Datum09.05.2026 12:00
Quellewww.zeit.de
TLDRMoskau feierte den „Tag des Sieges“ mit einer stark reduzierten Militärparade. Aus Angst vor ukrainischen Angriffen fehlten schwere Waffen, stattdessen wurden Videos gezeigt. Präsident Putin hielt eine kurze Rede, in der er den Sieg im Ukrainekrieg versprach und Russland als Gegenmacht zur NATO darstellte. Er ignorierte dabei die Beteiligung der Sowjetunion am Beginn des Zweiten Weltkriegs. US-Präsident Trump kündigte eine dreitägige Feuerpause im Ukraine-Konflikt an, die von beiden Seiten bestätigt wurde.

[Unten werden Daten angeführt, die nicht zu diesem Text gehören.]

//! Variable-length (ragged) property codec.
//!
//! A sequence of N-d arrays of varying shape, any of which may be absent,
//! is flattened into:
//!
//! - `values`: `(N, 1 + ndim)` int64 rows of `(offset, dim0, dim1, ...)`
//! - `missing`: optional boolean mask, omitted when nothing is absent
//! - `data`: every present element's payload concatenated in input order
//!
//! Absent elements get an all-zero shape and the current offset; they
//! contribute nothing to `data`. A present element with a zero-sized shape
//! is kept distinct from an absent one.

use crate::codec::VarLenArrays;
use crate::error::CodecError;
use crate::model::{ArrayData, DType, NdArray, Ragged};

// =============================================================================
// ENCODING
// =============================================================================

/// Serializes ragged elements, casting every payload to `dtype`.
pub fn serialize_vlen_property_data(elements: &[Ragged], dtype: DType) -> Result<VarLenArrays, CodecError> {
    let ndim = elements
        .iter()
        .find_map(Ragged::as_array)
        .map_or(1, NdArray::ndim);
    for (index, array) in elements
        .iter()
        .enumerate()
        .filter_map(|(i, e)| e.as_array().map(|a| (i, a)))
    {
        if array.ndim() != ndim {
            return Err(CodecError::DimensionMismatch {
                index,
                expected: ndim,
                actual: array.ndim(),
            });
        }
    }

    let width = 1 + ndim;
    let mut index = Vec::with_capacity(elements.len() * width);
    let mut missing = Vec::with_capacity(elements.len());
    let mut data = ArrayData::zeros(dtype, 0);
    let mut offset = 0usize;

    for element in elements {
        index.push(offset as i64);
        match element {
            Ragged::Absent => {
                index.extend(std::iter::repeat_n(0i64, ndim));
                missing.push(true);
            }
            Ragged::Present(array) => {
                index.extend(array.shape().iter().map(|&d| d as i64));
                data.append(array.data().cast(dtype)?)?;
                offset += array.size();
                missing.push(false);
            }
        }
    }

    let values = NdArray::from_vec(vec![elements.len(), width], index)?;
    let data_len = data.len();
    Ok(VarLenArrays {
        values,
        missing: missing.iter().any(|&m| m).then_some(missing),
        data: NdArray::new(vec![data_len], data)?,
    })
}

/// [`serialize_vlen_property_data`] with the default `float32` payload.
pub fn serialize_vlen_property_data_default(elements: &[Ragged]) -> Result<VarLenArrays, CodecError> {
    serialize_vlen_property_data(elements, DType::Float32)
}

// =============================================================================
// DECODING
// =============================================================================

/// Row view over an index array.
pub(crate) struct IndexTable {
    flat: Vec<i64>,
    width: usize,
    len: usize,
}

impl IndexTable {
    pub(crate) fn new(values: &NdArray) -> Result<Self, CodecError> {
        let invalid = || CodecError::InvalidIndexArray {
            dtype: values.dtype(),
            shape: values.shape().to_vec(),
        };
        if values.ndim() != 2 || values.shape()[1] < 2 {
            return Err(invalid());
        }
        let flat = values.to_i64_vec().ok_or_else(invalid)?;
        Ok(Self {
            flat,
            width: values.shape()[1],
            len: values.shape()[0],
        })
    }

    pub(crate) fn len(&self) -> usize {
        self.len
    }

    pub(crate) fn width(&self) -> usize {
        self.width
    }

    fn row(&self, i: usize) -> &[i64] {
        &self.flat[i * self.width..(i + 1) * self.width]
    }

    /// Offset and per-dimension extents of row `i`.
    pub(crate) fn entry(&self, i: usize) -> Result<(usize, Vec<usize>), CodecError> {
        let row = self.row(i);
        let offset = usize::try_from(row[0]).map_err(|_| CodecError::MalformedIndex {
            row: i,
            reason: "negative offset",
        })?;
        let shape = row[1..]
            .iter()
            .map(|&d| usize::try_from(d))
            .collect::<Result<Vec<_>, _>>()
            .map_err(|_| CodecError::MalformedIndex {
                row: i,
                reason: "negative dimension",
            })?;
        Ok((offset, shape))
    }

    /// Byte or element range of row `i` within a payload of `available` elements.
    pub(crate) fn range(&self, i: usize, available: usize) -> Result<(usize, usize, Vec<usize>), CodecError> {
        let (offset, shape) = self.entry(i)?;
        let count = shape
            .iter()
            .try_fold(1usize, |acc, &d| acc.checked_mul(d))
            .ok_or(CodecError::MalformedIndex {
                row: i,
                reason: "shape overflows",
            })?;
        let end = offset
            .checked_add(count)
            .filter(|&end| end <= available)
            .ok_or(CodecError::MalformedIndex {
                row: i,
                reason: "range exceeds data",
            })?;
        Ok((offset, end, shape))
    }

    fn element(&self, i: usize, data: &NdArray) -> Result<NdArray, CodecError> {
        let (start, end, shape) = self.range(i, data.size())?;
        NdArray::new(shape, data.data().slice(start..end))
    }
}

/// Decodes the element at `index`, or `None` if it is missing.
///
/// Negative indices are out of bounds; there is no wrap-around.
pub fn deserialize_vlen_array(
    values: &NdArray,
    missing: Option<&[bool]>,
    data: &NdArray,
    index: i64,
) -> Result<Option<NdArray>, CodecError> {
    let table = IndexTable::new(values)?;
    let i = usize::try_from(index)
        .ok()
        .filter(|&i| i < table.len())
        .ok_or(CodecError::IndexOutOfBounds {
            index,
            len: table.len(),
        })?;
    if missing.is_some_and(|m| m.get(i).copied().unwrap_or(false)) {
        return Ok(None);
    }
    table.element(i, data).map(Some)
}

/// Decodes every element, the inverse of [`serialize_vlen_property_data`].
pub fn deserialize_vlen_property_data(arrays: &VarLenArrays) -> Result<Vec<Ragged>, CodecError> {
    let table = IndexTable::new(&arrays.values)?;
    if let Some(missing) = &arrays.missing {
        if missing.len() != table.len() {
            return Err(CodecError::MissingLengthMismatch {
                missing: missing.len(),
                values: table.len(),
            });
        }
    }
    (0..table.len())
        .map(|i| {
            let absent = arrays.missing.as_ref().is_some_and(|m| m[i]);
            if absent {
                Ok(Ragged::Absent)
            } else {
                table.element(i, &arrays.data).map(Ragged::Present)
            }
        })
        .collect()
}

InhaltWladimir Putin feiert den Sieg über den Nationalsozialismus und verspricht den Sieg im Ukrainekrieg. Wegen Angst vor Angriffen war es die kleinste Parade seit Jahren. Russland hat mit seiner traditionellen Militärparade auf dem Roten Platz in Moskau den Sieg über Nazi-Deutschland im Zweiten Weltkrieg gefeiert. Aus Furcht vor ukrainischen Angriffen war es allerdings die kleinste Parade zum "Tag des Sieges" seit Jahren. Über den Roten Platz rollten diesmal keine Panzer und auch kein anderes schweres Militärgerät. Stattdessen wurden Waffensysteme wie die Interkontinentalrakete Jars, das neue Atom-U-Boot Archangelsk sowie Kampfflugzeuge und Drohnen auf riesigen Bildschirmen präsentiert. Neben russischen Soldaten marschierten auch nordkoreanische Truppen auf, die in der russischen Region Kursk gegen ukrainische Einheiten gekämpft hatten. In einer achtminütigen Rede versprach Präsident Wladimir Putin den Sieg in der Ukraine. Üblicherweise sind diese Reden deutlich länger. Die russischen Soldaten stünden einer aggressiven Streitmacht gegenüber, die vom gesamten Nato-Block bewaffnet würde, sagte Putin. Die russische Führung hatte im Vorfeld der Siegesfeiern erhöhte Sicherheitsvorkehrungen angekündigt. Zudem wurde das mobile Internet in Moskau weitgehend abgeschaltet. In seiner Rede behauptete Putin auch, dass der Zweite Weltkrieg erst 1941 mit dem Angriff der deutschen Wehrmacht auf die Sowjetunion begonnen habe. Dass der sowjetische Herrscher Josef Stalin mit Adolf Hitler paktierte und bereits 1939 am Krieg beteiligt war, sagte der russische Präsident nicht. Zuvor hatte US-Präsident Donald Trump eine dreitägige Feuerpause im russischen Krieg gegen die Ukraine angekündigt, die von Samstag bis Montag gelten soll. Die russische und ukrainische Regierung bestätigten die Feuerpause und vereinbarten zudem den Austausch von 1.000 Kriegsgefangenen.